Check every line of the entries below for "Maximum", and copy the lines that have it.

**Dataset content**

....

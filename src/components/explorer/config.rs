use serde::{Deserialize, Serialize};

use super::error::{ExplorerError, Result};

pub const DEFAULT_INITIAL_NODE_DISPLAY: usize = 300;
pub const DEFAULT_MAX_NEIGHBOURS: usize = 100;

/// Read-only display ceilings supplied by the browser settings.
#[derive(Clone, Copy, Debug, PartialEq, Eq, Serialize, Deserialize)]
#[serde(rename_all = "camelCase", default)]
pub struct ExplorerConfig {
	/// Maximum number of nodes shown when a result is first rendered.
	pub initial_node_display: usize,
	/// Maximum number of neighbours a single node may be expanded to.
	pub max_neighbours: usize,
}

impl Default for ExplorerConfig {
	fn default() -> Self {
		Self {
			initial_node_display: DEFAULT_INITIAL_NODE_DISPLAY,
			max_neighbours: DEFAULT_MAX_NEIGHBOURS,
		}
	}
}

impl ExplorerConfig {
	pub fn from_json(json: &str) -> Result<Self> {
		serde_json::from_str(json).map_err(ExplorerError::Config)
	}
}

#[cfg(test)]
mod tests {
	use super::*;

	#[test]
	fn missing_keys_fall_back_to_defaults() {
		let config = ExplorerConfig::from_json(r#"{"maxNeighbours": 25}"#).unwrap();
		assert_eq!(config.max_neighbours, 25);
		assert_eq!(config.initial_node_display, DEFAULT_INITIAL_NODE_DISPLAY);
	}

	#[test]
	fn malformed_settings_are_a_config_error() {
		let err = ExplorerConfig::from_json(r#"{"initialNodeDisplay": "lots"}"#).unwrap_err();
		assert!(matches!(err, ExplorerError::Config(_)));
	}
}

....

**Exercise answer**
	/// Maximum number of nodes shown when a result is first rendered.
	/// Maximum number of neighbours a single node may be expanded to.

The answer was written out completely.